Is This Really Necessary?
I was very excited by today’s announcement that the Khan Academy is going to start offering programming courses—until I read the whole post. I’m not a fan of today’s universities, but this is an undeserved smear:
The desire to learn and understand can be a powerful accelerant for students and it’s something that is completely missing from almost all Computer Science education.
I’d really like to see the data behind that claim, but I strongly suspect there isn’t any. I also have some serious reservations about this:
I think that JavaScript, and specifically learning how to code in-browser, is inherently a better way of learning. Reducing the complexity of getting started down to zero will result in more people learning. Additionally the ubiquity of JavaScript only serves to educate people in a language that will be generally useful.
Possibly. On the other hand, JavaScript has a lot of gotchas—more, I believe, than Python, Scheme, or Logo [1]. Have they done any work to find out whether JavaScript’s ubiquity and being able to code without installing anything on the desktop outweighs that complexity? Again, I strongly suspect the answer is “no”.
Long story short, what KA is doing is genuinely cool. I just think it would be cooler without the spin.
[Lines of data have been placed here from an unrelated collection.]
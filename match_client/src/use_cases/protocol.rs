// Match protocol: opcode dispatch over one wire connection plus typed sends.

use crate::domain::{
    InboundEnvelope, Opcode, OpcodeAssignment, PresenceEvent, ProtocolError, WireConnection,
    WireEvent,
};
use crate::use_cases::registry::{HandlerResult, OpcodeHandler, OpcodeRegistry};
use serde::Serialize;
use std::panic::{AssertUnwindSafe, catch_unwind};
use std::sync::atomic::{AtomicBool, AtomicU64, Ordering};
use std::sync::{Arc, Mutex, PoisonError, RwLock};
use tokio::sync::{broadcast, oneshot};
use tokio::task::JoinHandle;
use tracing::{debug, error, info, warn};

/// Match-level events re-exposed to subscribers. The protocol does not act on them.
#[derive(Debug, Clone, PartialEq)]
pub enum ProtocolEvent {
    Presence(PresenceEvent),
    Disconnected {
        reason: Option<String>,
    },
    /// A registration replaced the handler another key had installed.
    HandlerReplaced {
        opcode: Opcode,
        key: String,
        previous_key: String,
    },
}

pub type ProtocolListener = Arc<dyn Fn(&ProtocolEvent) + Send + Sync>;

#[derive(Debug, Clone, Copy, PartialEq, Eq, Hash)]
pub struct ListenerId(u64);

// State shared between the protocol handle and its delivery task.
struct Dispatcher {
    match_id: Arc<str>,
    registry: RwLock<OpcodeRegistry>,
    listeners: RwLock<Vec<(ListenerId, ProtocolListener)>>,
    next_listener: AtomicU64,
}

impl Dispatcher {
    fn handle(&self, event: WireEvent) {
        match event {
            WireEvent::MatchState { match_id, envelope } => {
                if *match_id != *self.match_id {
                    debug!(%match_id, opcode = envelope.opcode, "dropping frame for another match");
                    return;
                }
                self.dispatch(&envelope);
            }
            WireEvent::MatchPresence { match_id, event } => {
                if *match_id != *self.match_id {
                    debug!(%match_id, "dropping presence for another match");
                    return;
                }
                self.notify(&ProtocolEvent::Presence(event));
            }
            WireEvent::Disconnected { reason } => {
                warn!(reason = reason.as_deref().unwrap_or("none"), "connection lost");
                self.notify(&ProtocolEvent::Disconnected { reason });
            }
        }
    }

    fn dispatch(&self, envelope: &InboundEnvelope) {
        // Clone the handler out so it runs without holding the table lock.
        let handler = self
            .registry
            .read()
            .unwrap_or_else(PoisonError::into_inner)
            .handler(envelope.opcode);

        let Some(handler) = handler else {
            warn!(opcode = envelope.opcode, "received unhandled opcode");
            return;
        };

        match catch_unwind(AssertUnwindSafe(|| handler(envelope))) {
            Ok(Ok(())) => {}
            Ok(Err(err)) => error!(opcode = envelope.opcode, error = %err, "handler error"),
            Err(_) => error!(opcode = envelope.opcode, "handler panicked"),
        }
    }

    fn notify(&self, event: &ProtocolEvent) {
        let listeners: Vec<ProtocolListener> = self
            .listeners
            .read()
            .unwrap_or_else(PoisonError::into_inner)
            .iter()
            .map(|(_, listener)| Arc::clone(listener))
            .collect();

        for listener in listeners {
            if catch_unwind(AssertUnwindSafe(|| listener(event))).is_err() {
                error!("protocol listener panicked");
            }
        }
    }
}

struct Listening {
    shutdown_tx: oneshot::Sender<()>,
    task: JoinHandle<()>,
}

/// Dispatcher and sender for one joined match.
///
/// Built by the connection flow once a match is joined, so listening can never
/// start before membership is confirmed. Whoever attaches the handlers starts
/// listening.
pub struct MatchProtocol {
    connection: Arc<dyn WireConnection>,
    dispatcher: Arc<Dispatcher>,
    // Receiver taken before the join; buffers events until listening starts.
    early_events: Mutex<Option<broadcast::Receiver<WireEvent>>>,
    listening: Mutex<Option<Listening>>,
    disposed: AtomicBool,
}

impl MatchProtocol {
    pub fn new(connection: Arc<dyn WireConnection>, match_id: impl Into<String>) -> Self {
        Self::build(connection, match_id.into(), None)
    }

    /// Like `new`, but the first `start_listening` replays everything `events`
    /// buffered since it was subscribed.
    pub fn with_subscription(
        connection: Arc<dyn WireConnection>,
        match_id: impl Into<String>,
        events: broadcast::Receiver<WireEvent>,
    ) -> Self {
        Self::build(connection, match_id.into(), Some(events))
    }

    fn build(
        connection: Arc<dyn WireConnection>,
        match_id: String,
        events: Option<broadcast::Receiver<WireEvent>>,
    ) -> Self {
        Self {
            connection,
            dispatcher: Arc::new(Dispatcher {
                match_id: Arc::from(match_id.as_str()),
                registry: RwLock::new(OpcodeRegistry::new()),
                listeners: RwLock::new(Vec::new()),
                next_listener: AtomicU64::new(0),
            }),
            early_events: Mutex::new(events),
            listening: Mutex::new(None),
            disposed: AtomicBool::new(false),
        }
    }

    pub fn match_id(&self) -> &str {
        &self.dispatcher.match_id
    }

    pub fn is_disposed(&self) -> bool {
        self.disposed.load(Ordering::Acquire)
    }

    pub fn is_listening(&self) -> bool {
        self.listening
            .lock()
            .unwrap_or_else(PoisonError::into_inner)
            .is_some()
    }

    /// Subscribes to the connection's inbound events. Calling it again while
    /// already listening does nothing.
    pub fn start_listening(&self) -> Result<(), ProtocolError> {
        if self.is_disposed() {
            return Err(ProtocolError::Disposed);
        }

        let mut listening = self.listening.lock().unwrap_or_else(PoisonError::into_inner);
        if listening.is_some() {
            return Ok(());
        }

        let runtime =
            tokio::runtime::Handle::try_current().map_err(|_| ProtocolError::NoRuntime)?;
        let events = self
            .early_events
            .lock()
            .unwrap_or_else(PoisonError::into_inner)
            .take()
            .unwrap_or_else(|| self.connection.subscribe());
        let (shutdown_tx, shutdown_rx) = oneshot::channel();
        let task = runtime.spawn(delivery_loop(
            Arc::clone(&self.dispatcher),
            events,
            shutdown_rx,
        ));

        *listening = Some(Listening { shutdown_tx, task });
        info!(match_id = %self.dispatcher.match_id, "started listening to match events");
        Ok(())
    }

    /// Unsubscribes and waits for the delivery task to finish, so no handler
    /// runs after this returns. A no-op when not listening.
    pub async fn stop_listening(&self) {
        let listening = self
            .listening
            .lock()
            .unwrap_or_else(PoisonError::into_inner)
            .take();
        let Some(Listening { shutdown_tx, task }) = listening else {
            return;
        };

        let _ = shutdown_tx.send(());
        if let Err(err) = task.await {
            warn!(error = %err, "delivery task ended abnormally");
        }
        info!(match_id = %self.dispatcher.match_id, "stopped listening to match events");
    }

    pub fn register_opcode<F>(&self, key: &str, handler: F) -> Result<Opcode, ProtocolError>
    where
        F: Fn(&InboundEnvelope) -> HandlerResult + Send + Sync + 'static,
    {
        self.register(key, OpcodeAssignment::Derived, Arc::new(handler))
    }

    /// Registers `key` under a fixed opcode, for wire contracts that hard-code
    /// the number.
    pub fn register_opcode_explicit<F>(
        &self,
        key: &str,
        opcode: Opcode,
        handler: F,
    ) -> Result<(), ProtocolError>
    where
        F: Fn(&InboundEnvelope) -> HandlerResult + Send + Sync + 'static,
    {
        self.register(key, OpcodeAssignment::Pinned(opcode), Arc::new(handler))
            .map(|_| ())
    }

    /// Re-registering an opcode replaces its handler and emits
    /// `ProtocolEvent::HandlerReplaced` to listeners.

    fn register(
        &self,
        key: &str,
        assignment: OpcodeAssignment,
        handler: OpcodeHandler,
    ) -> Result<Opcode, ProtocolError> {
        if self.is_disposed() {
            return Err(ProtocolError::Disposed);
        }
        let registered = self
            .dispatcher
            .registry
            .write()
            .unwrap_or_else(PoisonError::into_inner)
            .register(key, assignment, handler)?;

        if let Some(previous_key) = registered.displaced {
            self.dispatcher.notify(&ProtocolEvent::HandlerReplaced {
                opcode: registered.opcode,
                key: key.to_string(),
                previous_key,
            });
        }
        Ok(registered.opcode)
    }

    pub fn unregister_opcode(&self, key: &str) {
        self.dispatcher
            .registry
            .write()
            .unwrap_or_else(PoisonError::into_inner)
            .unregister(key);
    }

    pub fn clear_handlers(&self) {
        self.dispatcher
            .registry
            .write()
            .unwrap_or_else(PoisonError::into_inner)
            .clear();
        debug!("cleared all opcode handlers");
    }

    pub fn opcode(&self, key: &str) -> Option<Opcode> {
        self.dispatcher
            .registry
            .read()
            .unwrap_or_else(PoisonError::into_inner)
            .opcode(key)
    }

    pub fn is_registered(&self, key: &str) -> bool {
        self.opcode(key).is_some()
    }

    /// Subscribes to presence and disconnect events. Listeners run on the
    /// delivery task and must not touch simulation state directly.
    pub fn add_listener<F>(&self, listener: F) -> ListenerId
    where
        F: Fn(&ProtocolEvent) + Send + Sync + 'static,
    {
        let id = ListenerId(self.dispatcher.next_listener.fetch_add(1, Ordering::Relaxed));
        self.dispatcher
            .listeners
            .write()
            .unwrap_or_else(PoisonError::into_inner)
            .push((id, Arc::new(listener)));
        id
    }

    /// Returns false if the listener was already removed.
    pub fn remove_listener(&self, id: ListenerId) -> bool {
        let mut listeners = self
            .dispatcher
            .listeners
            .write()
            .unwrap_or_else(PoisonError::into_inner);
        let before = listeners.len();
        listeners.retain(|(existing, _)| *existing != id);
        listeners.len() != before
    }

    /// Dispatches one frame synchronously on the caller's thread.
    pub fn dispatch(&self, envelope: &InboundEnvelope) {
        self.dispatcher.dispatch(envelope);
    }

    pub async fn send<T>(&self, key: &str, message: &T) -> Result<(), ProtocolError>
    where
        T: Serialize + ?Sized,
    {
        if self.is_disposed() {
            error!(key, "cannot send: protocol is disposed");
            return Err(ProtocolError::Disposed);
        }

        let Some(opcode) = self.opcode(key) else {
            error!(key, "opcode key not registered");
            return Err(ProtocolError::UnregisteredKey(key.to_string()));
        };

        let payload = serde_json::to_vec(message).map_err(|err| {
            error!(key, opcode, error = %err, "failed to serialize message");
            ProtocolError::Serialization(err.to_string())
        })?;

        self.send_raw_bytes(opcode, payload).await
    }

    /// Sends pre-encoded bytes under an opcode that has no local key.
    pub async fn send_raw_bytes(&self, opcode: Opcode, payload: Vec<u8>) -> Result<(), ProtocolError> {
        if self.is_disposed() {
            error!(opcode, "cannot send: protocol is disposed");
            return Err(ProtocolError::Disposed);
        }
        if !self.connection.is_connected() {
            debug!(opcode, "cannot send: connection is not available");
            return Err(ProtocolError::NotConnected);
        }

        self.connection
            .send_match_state(&self.dispatcher.match_id, opcode, payload)
            .await
            .map_err(|err| {
                error!(opcode, error = %err, "send failed");
                ProtocolError::Transport(err)
            })
    }

    /// Unsubscribes first, then clears handlers and listeners. Idempotent.
    pub async fn dispose(&self) {
        if self.disposed.swap(true, Ordering::AcqRel) {
            return;
        }

        self.stop_listening().await;
        self.clear_handlers();
        self.dispatcher
            .listeners
            .write()
            .unwrap_or_else(PoisonError::into_inner)
            .clear();
        info!(match_id = %self.dispatcher.match_id, "protocol disposed");
    }
}

async fn delivery_loop(
    dispatcher: Arc<Dispatcher>,
    mut events: broadcast::Receiver<WireEvent>,
    mut shutdown_rx: oneshot::Receiver<()>,
) {
    loop {
        tokio::select! {
            biased;
            _ = &mut shutdown_rx => break,
            event = events.recv() => match event {
                Ok(event) => dispatcher.handle(event),
                Err(broadcast::error::RecvError::Lagged(missed)) => {
                    warn!(missed, "match events lagged; frames dropped");
                }
                Err(broadcast::error::RecvError::Closed) => {
                    debug!("connection event stream closed");
                    break;
                }
            },
        }
    }
}
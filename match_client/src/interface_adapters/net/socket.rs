use crate::domain::{
    Connector, InboundEnvelope, JoinedMatch, Opcode, Session, TransportError, WireConnection,
    WireEvent,
};
use crate::interface_adapters::protocol::{ClientFrame, ServerFrame, joined_match, presence_event};
use crate::interface_adapters::utils::rng::rand_id;

use async_trait::async_trait;
use base64::Engine;
use base64::engine::general_purpose::STANDARD;
use futures_util::stream::{SplitSink, SplitStream};
use futures_util::{SinkExt, StreamExt};
use std::sync::atomic::{AtomicBool, Ordering};
use std::sync::{Arc, Mutex, PoisonError};
use std::time::Duration;
use tokio::net::TcpStream;
use tokio::sync::{broadcast, oneshot};
use tokio::task::JoinHandle;
use tokio_tungstenite::tungstenite::Message;
use tokio_tungstenite::{MaybeTlsStream, WebSocketStream, connect_async};
use tracing::{Instrument, debug, info, info_span, warn};
use url::Url;

type WsStream = WebSocketStream<MaybeTlsStream<TcpStream>>;

// Opens authenticated match sockets.
#[derive(Debug, Clone)]
pub struct WsConnector {
    socket_url: String,
    event_capacity: usize,
    join_timeout: Duration,
}

impl WsConnector {
    pub fn new(socket_url: impl Into<String>, event_capacity: usize, join_timeout: Duration) -> Self {
        Self {
            socket_url: socket_url.into(),
            event_capacity,
            join_timeout,
        }
    }

    fn socket_url_for(&self, session: &Session) -> Result<Url, TransportError> {
        let mut url = Url::parse(&self.socket_url)
            .map_err(|err| TransportError::Connect(format!("invalid socket url: {err}")))?;
        url.query_pairs_mut().append_pair("token", &session.token);
        Ok(url)
    }
}

#[async_trait]
impl Connector for WsConnector {
    async fn connect(&self, session: &Session) -> Result<Arc<dyn WireConnection>, TransportError> {
        let url = self.socket_url_for(session)?;
        let (stream, _) = connect_async(url.as_str())
            .await
            .map_err(|err| TransportError::Connect(err.to_string()))?;

        let connection = WsConnection::start(stream, self.event_capacity, self.join_timeout);
        Ok(Arc::new(connection))
    }
}

struct PendingJoin {
    match_id: String,
    reply: oneshot::Sender<Result<JoinedMatch, TransportError>>,
}

// State the reader task shares with the connection handle.
struct Shared {
    events: broadcast::Sender<WireEvent>,
    connected: AtomicBool,
    pending_join: Mutex<Option<PendingJoin>>,
}

impl Shared {
    fn take_pending_join(&self) -> Option<PendingJoin> {
        self.pending_join
            .lock()
            .unwrap_or_else(PoisonError::into_inner)
            .take()
    }

    fn publish(&self, event: WireEvent) {
        // Nobody listening yet is not an error.
        let _ = self.events.send(event);
    }
}

/// WebSocket-backed `WireConnection`. A reader task turns server frames into
/// `WireEvent`s; writes go through the sink half.
pub struct WsConnection {
    conn_id: u64,
    sink: tokio::sync::Mutex<SplitSink<WsStream, Message>>,
    shared: Arc<Shared>,
    reader: Mutex<Option<JoinHandle<()>>>,
    join_timeout: Duration,
}

impl WsConnection {
    fn start(stream: WsStream, event_capacity: usize, join_timeout: Duration) -> Self {
        let conn_id = rand_id();
        let (sink, stream) = stream.split();
        let (events, _) = broadcast::channel(event_capacity.max(1));
        let shared = Arc::new(Shared {
            events,
            connected: AtomicBool::new(true),
            pending_join: Mutex::new(None),
        });

        let span = info_span!("conn", conn_id);
        let reader = tokio::spawn(read_loop(stream, Arc::clone(&shared)).instrument(span));
        info!(conn_id, "match socket connected");

        Self {
            conn_id,
            sink: tokio::sync::Mutex::new(sink),
            shared,
            reader: Mutex::new(Some(reader)),
            join_timeout,
        }
    }

    async fn send_frame(&self, frame: &ClientFrame) -> Result<(), TransportError> {
        if !self.is_connected() {
            return Err(TransportError::NotConnected);
        }
        let text = serde_json::to_string(frame).map_err(|err| TransportError::Send(err.to_string()))?;
        self.sink
            .lock()
            .await
            .send(Message::Text(text.into()))
            .await
            .map_err(|err| TransportError::Send(err.to_string()))
    }
}

#[async_trait]
impl WireConnection for WsConnection {
    fn subscribe(&self) -> broadcast::Receiver<WireEvent> {
        self.shared.events.subscribe()
    }

    fn is_connected(&self) -> bool {
        self.shared.connected.load(Ordering::Acquire)
    }

    async fn join_match(&self, match_id: &str) -> Result<JoinedMatch, TransportError> {
        let (reply, response) = oneshot::channel();
        {
            let mut pending = self
                .shared
                .pending_join
                .lock()
                .unwrap_or_else(PoisonError::into_inner);
            if pending.is_some() {
                return Err(TransportError::Rejected("a join is already in progress".to_string()));
            }
            *pending = Some(PendingJoin {
                match_id: match_id.to_string(),
                reply,
            });
        }

        let frame = ClientFrame::MatchJoin {
            match_id: match_id.to_string(),
        };
        if let Err(err) = self.send_frame(&frame).await {
            self.shared.take_pending_join();
            return Err(err);
        }

        match tokio::time::timeout(self.join_timeout, response).await {
            Ok(Ok(result)) => result,
            Ok(Err(_)) => Err(TransportError::Closed),
            Err(_) => {
                self.shared.take_pending_join();
                warn!(conn_id = self.conn_id, match_id, "match join timed out");
                Err(TransportError::Timeout)
            }
        }
    }

    async fn leave_match(&self, match_id: &str) -> Result<(), TransportError> {
        self.send_frame(&ClientFrame::MatchLeave {
            match_id: match_id.to_string(),
        })
        .await
    }

    async fn send_match_state(
        &self,
        match_id: &str,
        opcode: Opcode,
        payload: Vec<u8>,
    ) -> Result<(), TransportError> {
        self.send_frame(&ClientFrame::MatchDataSend {
            match_id: match_id.to_string(),
            op_code: opcode,
            data: STANDARD.encode(payload),
        })
        .await
    }

    async fn close(&self) -> Result<(), TransportError> {
        if !self.shared.connected.swap(false, Ordering::AcqRel) {
            return Ok(());
        }

        let result = self
            .sink
            .lock()
            .await
            .close()
            .await
            .map_err(|err| TransportError::Send(err.to_string()));

        let reader = self
            .reader
            .lock()
            .unwrap_or_else(PoisonError::into_inner)
            .take();
        if let Some(reader) = reader {
            reader.abort();
        }
        info!(conn_id = self.conn_id, "match socket closed");
        result
    }
}

impl Drop for WsConnection {
    fn drop(&mut self) {
        if let Some(reader) = self
            .reader
            .get_mut()
            .unwrap_or_else(PoisonError::into_inner)
            .take()
        {
            reader.abort();
        }
    }
}

async fn read_loop(mut stream: SplitStream<WsStream>, shared: Arc<Shared>) {
    let reason = loop {
        match stream.next().await {
            Some(Ok(Message::Text(text))) => handle_text(&shared, text.as_str()),
            Some(Ok(Message::Close(frame))) => {
                break frame.map(|frame| frame.reason.to_string());
            }
            Some(Ok(_)) => {}
            Some(Err(err)) => {
                warn!(error = %err, "match socket read failed");
                break Some(err.to_string());
            }
            None => break None,
        }
    };

    shared.connected.store(false, Ordering::Release);
    if let Some(pending) = shared.take_pending_join() {
        let _ = pending.reply.send(Err(TransportError::Closed));
    }
    info!(reason = reason.as_deref().unwrap_or("none"), "match socket disconnected");
    shared.publish(WireEvent::Disconnected { reason });
}

fn handle_text(shared: &Shared, text: &str) {
    let frame: ServerFrame = match serde_json::from_str(text) {
        Ok(frame) => frame,
        Err(err) => {
            warn!(error = %err, "dropping unparseable server frame");
            return;
        }
    };

    match frame {
        ServerFrame::MatchJoined {
            match_id,
            self_presence,
            presences,
        } => {
            let Some(pending) = shared.take_pending_join() else {
                debug!(%match_id, "unsolicited match joined frame");
                return;
            };
            // Servers may hand back a canonical id different from the requested one.
            if pending.match_id != match_id {
                debug!(requested = %pending.match_id, %match_id, "joined under a different match id");
            }
            let _ = pending
                .reply
                .send(Ok(joined_match(match_id, self_presence, presences)));
        }
        ServerFrame::MatchData {
            match_id,
            op_code,
            data,
            presence,
        } => {
            let payload = match STANDARD.decode(data.as_bytes()) {
                Ok(payload) => payload,
                Err(err) => {
                    warn!(opcode = op_code, error = %err, "dropping frame with invalid base64 data");
                    return;
                }
            };
            shared.publish(WireEvent::MatchState {
                match_id,
                envelope: InboundEnvelope {
                    opcode: op_code,
                    payload,
                    sender: presence.map(|presence| presence.user_id),
                },
            });
        }
        ServerFrame::MatchPresence {
            match_id,
            joins,
            leaves,
        } => {
            shared.publish(WireEvent::MatchPresence {
                match_id,
                event: presence_event(joins, leaves),
            });
        }
        ServerFrame::Error { message } => match shared.take_pending_join() {
            Some(pending) => {
                let _ = pending.reply.send(Err(TransportError::Rejected(message)));
            }
            None => warn!(%message, "server reported an error"),
        },
    }
}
[1] Ironically, John Resig is famous in part for creating a library to hide some of those gotchas from run-of-the-mill developers (like me).
Yes, the first bit sounds very much like a marketing claim. It’s certainly true of some CS teaching, but “almost all” sounds like wild exaggeration.
For the second bit though, I think I agree. Javascript certainly does have a lot of gotchas – however it’s also one of the few languages where students can very quickly start doing interesting stuff. With Python, there’s a lot to learn before you can do stuff like UI or graphics – whereas with Javascript, that’s where they start.
@Simon But my point is, they don’t know (any more than you or I) whether the advantages outweigh the disadvantages. It seems a little crazy that people who talk so much about the power of learning analytics would make such a large decision without any data to back it up.
“Ironically, John Resig is famous in part for creating a library to hide some of those gotchas from run-of-the-mill developers (like me).”
that’s actually not true. jQuery hides cross-browser DOM gotchas, not javascript gotchas. they are different, related but separate things.